Are you interested in learning Hadoop but did not know where to start?
If the answer is yes, then this post will walk you step by step through the learning process.
Why we decided to write this post?
The answer to the question is quite simple. There are so many EXCELLENT books, blog sites, documentation, articles and websites on Hadoop. There is abundance of good information available in the internet free of cost but they are all scattered. This makes someone new to Hadoop overwhelmed and they get lost. Don’t feel bad that you feel lost trying to learn Hadoop, most new learners feel the same way. There is no step by step approach to guide new learners to learn and cherish this amazing technology. This post is aimed to break that road block. In this post we will walk you through step by step, day by day (for 7 days) and what you will learn each day and how to do understand concepts better without getting overwhelmed.
Note to someone who is new to Hadoop
If you are new to Hadoop, don’t think of this post as read once and done. Bookmark this page. Because you will be coming back to this page again in the next coming days. Think of this as a course rather than a article or “just” another blog post. So from here on we are going to call this post a “course”. Before you decide to spend 100s or 1000s of dollars in Hadoop training spend few days on what is laid out in this post (course) and give it a honest shot.
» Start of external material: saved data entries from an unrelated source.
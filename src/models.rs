//! Core data models for D-Index
//!
//! These models are shared by the record store, the collaboration graph,
//! the calculator and the reporters.

use serde::{Deserialize, Serialize};
use std::hash::{Hash, Hasher};

/// Label used for categorical fields that are absent from the input
pub const UNKNOWN_CATEGORY: &str = "unknown";

/// A categorical attribute value (gender, country code, specialization...)
///
/// Categories are only ever compared, never interpreted numerically.
/// Missing or blank input collapses to [`Category::Unknown`], so every author
/// with a missing gender shares the same gender category.
#[derive(Debug, Clone, PartialEq, Eq, Hash, PartialOrd, Ord, Default)]
pub enum Category {
    Known(String),
    #[default]
    Unknown,
}

impl Category {
    /// Build a category from an optional raw field, trimming whitespace
    pub fn from_field(raw: Option<&str>) -> Self {
        match raw.map(str::trim) {
            Some(s) if !s.is_empty() => Category::Known(s.to_string()),
            _ => Category::Unknown,
        }
    }

    pub fn as_str(&self) -> &str {
        match self {
            Category::Known(s) => s.as_str(),
            Category::Unknown => UNKNOWN_CATEGORY,
        }
    }

    pub fn is_unknown(&self) -> bool {
        matches!(self, Category::Unknown)
    }
}

impl From<&str> for Category {
    fn from(s: &str) -> Self {
        Category::from_field(Some(s))
    }
}

impl std::fmt::Display for Category {
    fn fmt(&self, f: &mut std::fmt::Formatter<'_>) -> std::fmt::Result {
        write!(f, "{}", self.as_str())
    }
}

impl Serialize for Category {
    fn serialize<S: serde::Serializer>(&self, serializer: S) -> Result<S::Ok, S::Error> {
        serializer.serialize_str(self.as_str())
    }
}

impl<'de> Deserialize<'de> for Category {
    fn deserialize<D: serde::Deserializer<'de>>(deserializer: D) -> Result<Self, D::Error> {
        let raw = Option::<String>::deserialize(deserializer)?;
        Ok(Category::from_field(raw.as_deref()))
    }
}

/// Name-only identity of an author.
///
/// Used to select rows from the record store and as the hashing identity of
/// [`Author`]. Two different people sharing a name have the same key.
#[derive(Debug, Clone, PartialEq, Eq, Hash, PartialOrd, Ord, Serialize, Deserialize)]
pub struct AuthorKey {
    pub first_name: String,
    pub last_name: String,
}

impl AuthorKey {
    pub fn new(first_name: impl Into<String>, last_name: impl Into<String>) -> Self {
        Self {
            first_name: first_name.into(),
            last_name: last_name.into(),
        }
    }
}

impl std::fmt::Display for AuthorKey {
    fn fmt(&self, f: &mut std::fmt::Formatter<'_>) -> std::fmt::Result {
        write!(f, "{} {}", self.first_name, self.last_name)
    }
}

/// An author as seen on one authorship row.
///
/// Equality compares first name, last name, gender, country code and
/// specialization. `city` and the `country` display string do not take part.
/// The hash only covers the name, so equal authors always hash equally while
/// namesakes with different attributes collide but stay distinct.
#[derive(Debug, Clone, Serialize, Deserialize)]
pub struct Author {
    pub first_name: String,
    pub last_name: String,
    #[serde(default)]
    pub country: Category,
    #[serde(default)]
    pub country_code: Category,
    #[serde(default)]
    pub city: Category,
    #[serde(default)]
    pub gender: Category,
    #[serde(default)]
    pub specialization: Category,
}

impl Author {
    /// Author with only a name; every category is unknown
    pub fn named(first_name: impl Into<String>, last_name: impl Into<String>) -> Self {
        Self {
            first_name: first_name.into(),
            last_name: last_name.into(),
            country: Category::Unknown,
            country_code: Category::Unknown,
            city: Category::Unknown,
            gender: Category::Unknown,
            specialization: Category::Unknown,
        }
    }

    pub fn with_gender(mut self, gender: impl Into<Category>) -> Self {
        self.gender = gender.into();
        self
    }

    pub fn with_country_code(mut self, code: impl Into<Category>) -> Self {
        self.country_code = code.into();
        self
    }

    pub fn with_country(mut self, country: impl Into<Category>) -> Self {
        self.country = country.into();
        self
    }

    pub fn with_city(mut self, city: impl Into<Category>) -> Self {
        self.city = city.into();
        self
    }

    pub fn with_specialization(mut self, specialization: impl Into<Category>) -> Self {
        self.specialization = specialization.into();
        self
    }

    /// The name-only identity used for lookups and hashing
    pub fn key(&self) -> AuthorKey {
        AuthorKey::new(&self.first_name, &self.last_name)
    }

    pub fn has_key(&self, key: &AuthorKey) -> bool {
        self.first_name == key.first_name && self.last_name == key.last_name
    }

    /// "First Last"
    pub fn name(&self) -> String {
        format!("{} {}", self.first_name, self.last_name)
    }
}

impl PartialEq for Author {
    fn eq(&self, other: &Self) -> bool {
        self.first_name == other.first_name
            && self.last_name == other.last_name
            && self.gender == other.gender
            && self.country_code == other.country_code
            && self.specialization == other.specialization
    }
}

impl Eq for Author {}

impl Hash for Author {
    fn hash<H: Hasher>(&self, state: &mut H) {
        // Same field order as AuthorKey's derived Hash
        self.first_name.hash(state);
        self.last_name.hash(state);
    }
}

/// Per-publication breakdown produced by the calculator
#[derive(Debug, Clone, PartialEq, Serialize, Deserialize)]
pub struct PaperDetail {
    /// Publication id with the store prefix re-attached
    pub pub_id: String,
    pub gender_factor: f64,
    pub nationality_factor: f64,
    pub specialization_factor: f64,
    /// Sum of the three factors
    pub paper_index: f64,
}

/// Result of one index calculation
#[derive(Debug, Clone, PartialEq, Serialize, Deserialize)]
pub struct DIndexResult {
    /// Rounded mean of all paper indices
    pub index: i64,
    /// One entry per publication, in collaboration-map order
    pub papers: Vec<PaperDetail>,
}

impl DIndexResult {
    /// Unrounded mean of the paper indices
    pub fn mean_paper_index(&self) -> f64 {
        if self.papers.is_empty() {
            return 0.0;
        }
        self.papers.iter().map(|p| p.paper_index).sum::<f64>() / self.papers.len() as f64
    }
}

/// Minimum paper-index change that counts as the bonus having an effect
pub const BONUS_EPSILON: f64 = 0.01;

/// One publication in a bonus-off vs. bonus-on comparison
#[derive(Debug, Clone, PartialEq, Serialize, Deserialize)]
pub struct ComparisonRow {
    /// Factors computed with the new-collaborator bonus applied
    pub with_bonus: PaperDetail,
    /// Paper index without the bonus
    pub paper_index_without_bonus: f64,
    pub bonus_applied: bool,
}

/// Side-by-side D-Index for one author, with and without the bonus
#[derive(Debug, Clone, PartialEq, Serialize, Deserialize)]
pub struct ComparisonReport {
    pub author: String,
    pub specialization: Category,
    pub index_without_bonus: i64,
    pub index_with_bonus: i64,
    pub papers: Vec<ComparisonRow>,
}

impl ComparisonReport {
    /// Pair the two runs by position.
    ///
    /// Both runs must come from the same collaboration map, so their papers
    /// are in the same order. Labels are not unique (`pub.1` and `1` share
    /// one), so they are never used for pairing.
    pub fn from_runs(author: &Author, without: &DIndexResult, with: &DIndexResult) -> Self {
        let papers = without
            .papers
            .iter()
            .zip(&with.papers)
            .map(|(before, detail)| ComparisonRow {
                with_bonus: detail.clone(),
                paper_index_without_bonus: before.paper_index,
                bonus_applied: (detail.paper_index - before.paper_index).abs() > BONUS_EPSILON,
            })
            .collect();

        Self {
            author: author.name(),
            specialization: author.specialization.clone(),
            index_without_bonus: without.index,
            index_with_bonus: with.index,
            papers,
        }
    }

    pub fn bonus_paper_count(&self) -> usize {
        self.papers.iter().filter(|r| r.bonus_applied).count()
    }
}

#[cfg(test)]
mod tests {
    use super::*;
    use std::collections::hash_map::DefaultHasher;

    fn hash_of<T: Hash>(value: &T) -> u64 {
        let mut hasher = DefaultHasher::new();
        value.hash(&mut hasher);
        hasher.finish()
    }

    fn ada() -> Author {
        Author::named("Ada", "Lovelace")
            .with_gender("F")
            .with_country("United Kingdom")
            .with_country_code("GB")
            .with_city("London")
            .with_specialization("Mathematics")
    }

    #[test]
    fn test_equality_ignores_city_and_country_name() {
        let other = ada().with_city("Paris").with_country("Britain");
        assert_eq!(ada(), other);
    }

    #[test]
    fn test_equality_uses_categorical_attributes() {
        assert_ne!(ada(), ada().with_gender("M"));
        assert_ne!(ada(), ada().with_country_code("FR"));
        assert_ne!(ada(), ada().with_specialization("Physics"));
    }

    #[test]
    fn test_namesakes_share_hash_but_not_equality() {
        let namesake = ada().with_specialization("Poetry");
        assert_ne!(ada(), namesake);
        assert_eq!(hash_of(&ada()), hash_of(&namesake));
        assert_eq!(ada().key(), namesake.key());
    }

    #[test]
    fn test_author_and_key_hash_identically() {
        assert_eq!(hash_of(&ada()), hash_of(&ada().key()));
    }

    #[test]
    fn test_category_from_field() {
        assert_eq!(Category::from_field(None), Category::Unknown);
        assert_eq!(Category::from_field(Some("   ")), Category::Unknown);
        assert_eq!(
            Category::from_field(Some(" GB ")),
            Category::Known("GB".to_string())
        );
        assert_eq!(Category::Unknown.as_str(), "unknown");
    }

    #[test]
    fn test_comparison_flags_changed_papers() {
        let detail = |id: &str, idx: f64| PaperDetail {
            pub_id: id.to_string(),
            gender_factor: 0.0,
            nationality_factor: 0.0,
            specialization_factor: idx,
            paper_index: idx,
        };
        let without = DIndexResult {
            index: 2,
            papers: vec![detail("pub.1", 2.0), detail("pub.2", 3.0)],
        };
        let with = DIndexResult {
            index: 3,
            papers: vec![detail("pub.1", 2.005), detail("pub.2", 3.5)],
        };

        let report = ComparisonReport::from_runs(&ada(), &without, &with);
        assert_eq!(report.author, "Ada Lovelace");
        assert!(!report.papers[0].bonus_applied);
        assert!(report.papers[1].bonus_applied);
        assert_eq!(report.bonus_paper_count(), 1);
    }

    #[test]
    fn test_comparison_pairs_papers_sharing_a_label() {
        let detail = |idx: f64| PaperDetail {
            pub_id: "pub.1".to_string(),
            gender_factor: 0.0,
            nationality_factor: 0.0,
            specialization_factor: idx,
            paper_index: idx,
        };
        // Raw ids `pub.1` and `1` both render as `pub.1`
        let without = DIndexResult {
            index: 3,
            papers: vec![detail(5.0), detail(1.5)],
        };
        let with = DIndexResult {
            index: 3,
            papers: vec![detail(5.0), detail(1.5)],
        };

        let report = ComparisonReport::from_runs(&ada(), &without, &with);
        assert_eq!(report.papers[0].paper_index_without_bonus, 5.0);
        assert_eq!(report.papers[1].paper_index_without_bonus, 1.5);
        assert_eq!(report.bonus_paper_count(), 0);
    }
}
You will be amazed how much you can learn in just 7 days.
And the best part is we are only going to spend 3 to 4 hours in a day for 7 days to learn this amazing technology.
We will answer one of the foremost common questions from Hadoop learners – Do I need to be a Java (or any language) programmer to learn Hadoop? The answer is, absolutely not. Hadoop ecosystem is massive and there are so many tools in the ecosystem which does not require Java or any programming background.
This post (course) is literally for anyone who wants and willing to learn this AWESOME technology.
WHAT YOU NEED?
You would need 3 to 4 hours each day for 7 days. If you have the focus you can do a lot of topics in a day and finish the course faster. However if you are totally new to the technology we suggest you to take it slow so that you can fully understand the concepts. Give yourself enough time to do the hands-on as well.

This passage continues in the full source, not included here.